## PROBLEM STATEMENT
Report only how many lines in the material contain "body".

## DATA PROVIDED
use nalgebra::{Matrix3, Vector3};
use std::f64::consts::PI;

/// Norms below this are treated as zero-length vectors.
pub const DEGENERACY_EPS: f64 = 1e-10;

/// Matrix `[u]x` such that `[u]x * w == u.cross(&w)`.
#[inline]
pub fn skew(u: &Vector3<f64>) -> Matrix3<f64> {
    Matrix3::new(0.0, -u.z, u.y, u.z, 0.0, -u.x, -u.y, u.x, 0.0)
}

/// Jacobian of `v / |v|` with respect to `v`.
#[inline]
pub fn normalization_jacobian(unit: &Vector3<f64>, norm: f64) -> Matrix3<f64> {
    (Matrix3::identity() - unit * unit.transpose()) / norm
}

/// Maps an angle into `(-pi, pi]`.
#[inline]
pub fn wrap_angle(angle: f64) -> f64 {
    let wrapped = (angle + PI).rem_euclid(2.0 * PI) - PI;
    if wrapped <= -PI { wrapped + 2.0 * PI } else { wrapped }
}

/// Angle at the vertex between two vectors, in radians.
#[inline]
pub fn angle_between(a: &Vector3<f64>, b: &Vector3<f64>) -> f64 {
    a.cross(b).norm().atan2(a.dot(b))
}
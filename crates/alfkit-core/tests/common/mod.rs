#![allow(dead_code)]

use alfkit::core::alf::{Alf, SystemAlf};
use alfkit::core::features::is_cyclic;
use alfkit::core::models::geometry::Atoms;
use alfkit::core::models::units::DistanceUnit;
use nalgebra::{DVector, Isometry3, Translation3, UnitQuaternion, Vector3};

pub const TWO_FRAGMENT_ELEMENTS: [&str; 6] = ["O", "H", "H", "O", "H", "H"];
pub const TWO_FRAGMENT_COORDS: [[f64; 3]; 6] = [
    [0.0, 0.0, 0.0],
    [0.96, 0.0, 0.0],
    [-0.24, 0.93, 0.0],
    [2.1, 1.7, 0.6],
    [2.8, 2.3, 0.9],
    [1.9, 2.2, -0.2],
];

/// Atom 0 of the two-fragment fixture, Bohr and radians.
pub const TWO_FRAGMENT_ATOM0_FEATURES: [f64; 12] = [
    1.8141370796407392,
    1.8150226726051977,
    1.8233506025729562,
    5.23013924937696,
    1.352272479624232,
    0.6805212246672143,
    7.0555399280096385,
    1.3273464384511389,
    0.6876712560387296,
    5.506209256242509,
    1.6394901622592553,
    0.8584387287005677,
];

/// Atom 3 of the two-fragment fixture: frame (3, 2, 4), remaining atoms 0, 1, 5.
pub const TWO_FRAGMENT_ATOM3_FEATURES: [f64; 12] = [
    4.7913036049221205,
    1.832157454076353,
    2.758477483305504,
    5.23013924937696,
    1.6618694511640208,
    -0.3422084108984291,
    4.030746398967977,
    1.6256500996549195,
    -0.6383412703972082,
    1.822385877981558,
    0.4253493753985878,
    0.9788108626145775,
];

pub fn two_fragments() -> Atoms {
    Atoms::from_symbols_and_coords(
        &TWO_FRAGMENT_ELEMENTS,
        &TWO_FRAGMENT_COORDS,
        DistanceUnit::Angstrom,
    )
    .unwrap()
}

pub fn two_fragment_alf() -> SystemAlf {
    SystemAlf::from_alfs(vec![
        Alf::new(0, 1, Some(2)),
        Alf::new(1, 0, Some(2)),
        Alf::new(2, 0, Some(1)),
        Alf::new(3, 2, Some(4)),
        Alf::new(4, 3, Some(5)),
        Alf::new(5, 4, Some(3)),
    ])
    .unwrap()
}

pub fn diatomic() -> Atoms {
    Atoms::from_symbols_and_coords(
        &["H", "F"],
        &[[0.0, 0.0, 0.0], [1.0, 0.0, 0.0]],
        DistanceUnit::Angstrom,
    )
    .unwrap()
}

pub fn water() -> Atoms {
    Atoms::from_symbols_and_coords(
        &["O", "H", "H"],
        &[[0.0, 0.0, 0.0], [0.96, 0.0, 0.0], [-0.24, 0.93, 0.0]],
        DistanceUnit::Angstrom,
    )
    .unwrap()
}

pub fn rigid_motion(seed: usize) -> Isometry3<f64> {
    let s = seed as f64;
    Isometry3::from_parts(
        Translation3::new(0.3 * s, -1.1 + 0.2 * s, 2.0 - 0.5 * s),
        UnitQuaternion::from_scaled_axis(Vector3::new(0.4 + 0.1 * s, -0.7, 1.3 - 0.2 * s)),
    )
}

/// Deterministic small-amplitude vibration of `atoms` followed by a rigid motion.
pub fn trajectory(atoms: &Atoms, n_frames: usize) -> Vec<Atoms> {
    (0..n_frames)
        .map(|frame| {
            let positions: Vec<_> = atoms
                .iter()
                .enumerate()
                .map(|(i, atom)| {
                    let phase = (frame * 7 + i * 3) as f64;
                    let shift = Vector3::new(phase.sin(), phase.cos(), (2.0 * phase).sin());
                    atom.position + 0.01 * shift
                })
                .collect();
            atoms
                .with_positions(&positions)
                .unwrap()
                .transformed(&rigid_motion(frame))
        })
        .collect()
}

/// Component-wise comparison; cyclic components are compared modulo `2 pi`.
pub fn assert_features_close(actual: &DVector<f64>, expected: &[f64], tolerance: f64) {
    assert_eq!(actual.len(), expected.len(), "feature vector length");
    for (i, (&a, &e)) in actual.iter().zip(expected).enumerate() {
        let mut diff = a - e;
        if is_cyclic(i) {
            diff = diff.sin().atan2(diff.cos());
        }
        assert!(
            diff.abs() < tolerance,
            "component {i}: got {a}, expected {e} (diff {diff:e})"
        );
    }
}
--
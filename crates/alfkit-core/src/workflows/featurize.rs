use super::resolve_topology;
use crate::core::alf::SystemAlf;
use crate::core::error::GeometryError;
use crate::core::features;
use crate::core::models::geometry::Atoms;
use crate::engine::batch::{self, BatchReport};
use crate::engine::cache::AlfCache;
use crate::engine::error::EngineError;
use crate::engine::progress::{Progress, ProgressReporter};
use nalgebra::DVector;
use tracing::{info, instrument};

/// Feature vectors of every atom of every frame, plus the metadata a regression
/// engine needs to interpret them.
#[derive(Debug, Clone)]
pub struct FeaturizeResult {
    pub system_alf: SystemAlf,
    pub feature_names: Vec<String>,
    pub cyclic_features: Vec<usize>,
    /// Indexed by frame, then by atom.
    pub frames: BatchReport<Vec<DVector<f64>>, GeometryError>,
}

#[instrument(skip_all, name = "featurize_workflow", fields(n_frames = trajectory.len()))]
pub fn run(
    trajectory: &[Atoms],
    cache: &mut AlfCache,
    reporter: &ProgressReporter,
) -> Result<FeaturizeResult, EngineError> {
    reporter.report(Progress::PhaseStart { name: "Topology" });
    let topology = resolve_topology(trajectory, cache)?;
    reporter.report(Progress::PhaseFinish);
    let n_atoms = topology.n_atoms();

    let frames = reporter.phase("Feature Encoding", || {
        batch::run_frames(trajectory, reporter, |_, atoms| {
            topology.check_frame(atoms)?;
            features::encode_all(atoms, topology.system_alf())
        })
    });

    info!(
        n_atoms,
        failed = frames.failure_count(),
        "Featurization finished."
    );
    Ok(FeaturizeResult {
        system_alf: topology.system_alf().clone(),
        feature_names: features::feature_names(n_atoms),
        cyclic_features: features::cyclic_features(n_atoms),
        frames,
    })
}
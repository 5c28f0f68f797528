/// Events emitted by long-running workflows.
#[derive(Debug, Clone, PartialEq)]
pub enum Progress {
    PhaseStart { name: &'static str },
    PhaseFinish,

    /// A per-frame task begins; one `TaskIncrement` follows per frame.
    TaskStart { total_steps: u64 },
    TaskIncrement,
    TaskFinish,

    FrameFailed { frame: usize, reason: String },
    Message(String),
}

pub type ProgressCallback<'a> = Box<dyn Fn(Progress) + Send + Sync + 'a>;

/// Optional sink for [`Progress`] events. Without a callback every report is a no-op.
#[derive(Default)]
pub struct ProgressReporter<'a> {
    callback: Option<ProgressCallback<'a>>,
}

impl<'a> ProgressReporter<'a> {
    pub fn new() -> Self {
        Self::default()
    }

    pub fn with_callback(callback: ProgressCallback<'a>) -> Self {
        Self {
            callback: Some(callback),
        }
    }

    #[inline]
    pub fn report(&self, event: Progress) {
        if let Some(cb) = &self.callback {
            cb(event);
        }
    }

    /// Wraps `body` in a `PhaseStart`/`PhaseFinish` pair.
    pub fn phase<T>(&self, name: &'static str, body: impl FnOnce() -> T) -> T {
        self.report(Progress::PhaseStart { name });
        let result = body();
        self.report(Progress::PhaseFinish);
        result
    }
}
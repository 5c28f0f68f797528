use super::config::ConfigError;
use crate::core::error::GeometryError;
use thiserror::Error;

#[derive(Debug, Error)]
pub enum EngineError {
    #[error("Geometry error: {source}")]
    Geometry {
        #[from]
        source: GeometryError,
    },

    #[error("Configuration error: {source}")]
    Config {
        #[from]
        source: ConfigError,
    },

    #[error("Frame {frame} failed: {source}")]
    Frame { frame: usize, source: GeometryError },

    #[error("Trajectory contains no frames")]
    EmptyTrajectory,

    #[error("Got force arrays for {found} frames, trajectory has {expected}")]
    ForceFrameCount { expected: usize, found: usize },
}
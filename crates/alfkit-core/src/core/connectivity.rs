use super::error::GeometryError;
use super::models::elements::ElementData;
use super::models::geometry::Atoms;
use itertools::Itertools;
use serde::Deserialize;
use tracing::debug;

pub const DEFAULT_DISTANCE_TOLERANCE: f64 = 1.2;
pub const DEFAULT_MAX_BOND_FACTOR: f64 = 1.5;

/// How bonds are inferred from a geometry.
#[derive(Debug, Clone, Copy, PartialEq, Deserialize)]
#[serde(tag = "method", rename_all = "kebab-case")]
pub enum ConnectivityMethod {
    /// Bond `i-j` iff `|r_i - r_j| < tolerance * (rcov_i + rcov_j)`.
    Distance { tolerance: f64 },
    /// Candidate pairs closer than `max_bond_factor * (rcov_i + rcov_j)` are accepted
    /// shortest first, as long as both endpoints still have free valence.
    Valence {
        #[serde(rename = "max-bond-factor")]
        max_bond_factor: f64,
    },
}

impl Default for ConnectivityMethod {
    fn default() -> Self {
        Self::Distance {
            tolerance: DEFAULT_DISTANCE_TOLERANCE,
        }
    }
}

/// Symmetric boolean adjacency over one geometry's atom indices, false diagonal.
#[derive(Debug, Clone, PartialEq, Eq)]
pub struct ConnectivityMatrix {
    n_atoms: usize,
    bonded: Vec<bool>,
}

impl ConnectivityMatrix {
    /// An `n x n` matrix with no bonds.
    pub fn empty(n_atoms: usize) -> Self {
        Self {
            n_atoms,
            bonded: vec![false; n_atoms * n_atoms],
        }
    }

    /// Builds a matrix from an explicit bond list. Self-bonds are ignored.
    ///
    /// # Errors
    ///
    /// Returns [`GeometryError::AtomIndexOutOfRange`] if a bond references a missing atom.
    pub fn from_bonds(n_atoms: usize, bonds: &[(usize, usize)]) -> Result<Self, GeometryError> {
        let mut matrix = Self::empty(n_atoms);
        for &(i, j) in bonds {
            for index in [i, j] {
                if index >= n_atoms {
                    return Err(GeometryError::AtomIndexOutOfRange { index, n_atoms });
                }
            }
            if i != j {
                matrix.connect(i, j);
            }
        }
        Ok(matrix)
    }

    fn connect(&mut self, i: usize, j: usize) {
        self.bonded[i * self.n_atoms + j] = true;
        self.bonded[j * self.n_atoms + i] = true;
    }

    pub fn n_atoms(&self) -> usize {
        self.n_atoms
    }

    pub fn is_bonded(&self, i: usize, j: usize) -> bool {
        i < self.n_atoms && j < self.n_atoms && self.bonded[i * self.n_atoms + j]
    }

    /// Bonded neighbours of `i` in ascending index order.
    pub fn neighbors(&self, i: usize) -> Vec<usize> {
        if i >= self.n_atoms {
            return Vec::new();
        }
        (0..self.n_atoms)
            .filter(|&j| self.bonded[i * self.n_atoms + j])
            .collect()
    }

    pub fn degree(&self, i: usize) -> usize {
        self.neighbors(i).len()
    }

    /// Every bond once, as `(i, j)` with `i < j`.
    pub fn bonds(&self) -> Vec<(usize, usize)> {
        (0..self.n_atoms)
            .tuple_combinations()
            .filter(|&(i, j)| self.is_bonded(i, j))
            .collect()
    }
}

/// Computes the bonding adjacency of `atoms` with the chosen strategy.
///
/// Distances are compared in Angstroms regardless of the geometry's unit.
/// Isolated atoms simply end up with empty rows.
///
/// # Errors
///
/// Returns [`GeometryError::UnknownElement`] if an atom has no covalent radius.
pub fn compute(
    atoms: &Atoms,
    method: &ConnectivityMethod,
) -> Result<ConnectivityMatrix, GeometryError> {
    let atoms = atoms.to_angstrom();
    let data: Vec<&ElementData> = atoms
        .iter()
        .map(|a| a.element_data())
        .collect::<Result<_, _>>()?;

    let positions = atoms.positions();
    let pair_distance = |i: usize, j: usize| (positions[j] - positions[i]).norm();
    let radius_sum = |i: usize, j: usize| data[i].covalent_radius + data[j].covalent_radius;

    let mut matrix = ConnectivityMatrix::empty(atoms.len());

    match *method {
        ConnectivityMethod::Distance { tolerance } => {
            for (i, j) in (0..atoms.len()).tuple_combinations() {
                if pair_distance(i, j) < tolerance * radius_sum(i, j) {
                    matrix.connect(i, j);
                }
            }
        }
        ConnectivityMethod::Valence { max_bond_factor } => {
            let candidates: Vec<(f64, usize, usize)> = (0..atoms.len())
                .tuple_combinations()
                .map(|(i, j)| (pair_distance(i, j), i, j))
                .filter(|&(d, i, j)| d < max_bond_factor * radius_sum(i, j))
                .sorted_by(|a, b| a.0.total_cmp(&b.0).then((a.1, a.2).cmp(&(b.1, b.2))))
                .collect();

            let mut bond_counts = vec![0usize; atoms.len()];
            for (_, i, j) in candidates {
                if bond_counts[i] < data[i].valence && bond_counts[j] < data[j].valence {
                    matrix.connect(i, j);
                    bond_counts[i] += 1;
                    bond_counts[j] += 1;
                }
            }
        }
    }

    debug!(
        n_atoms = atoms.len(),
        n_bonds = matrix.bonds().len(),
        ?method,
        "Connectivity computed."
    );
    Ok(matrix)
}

## EXERCISE ANSWER
3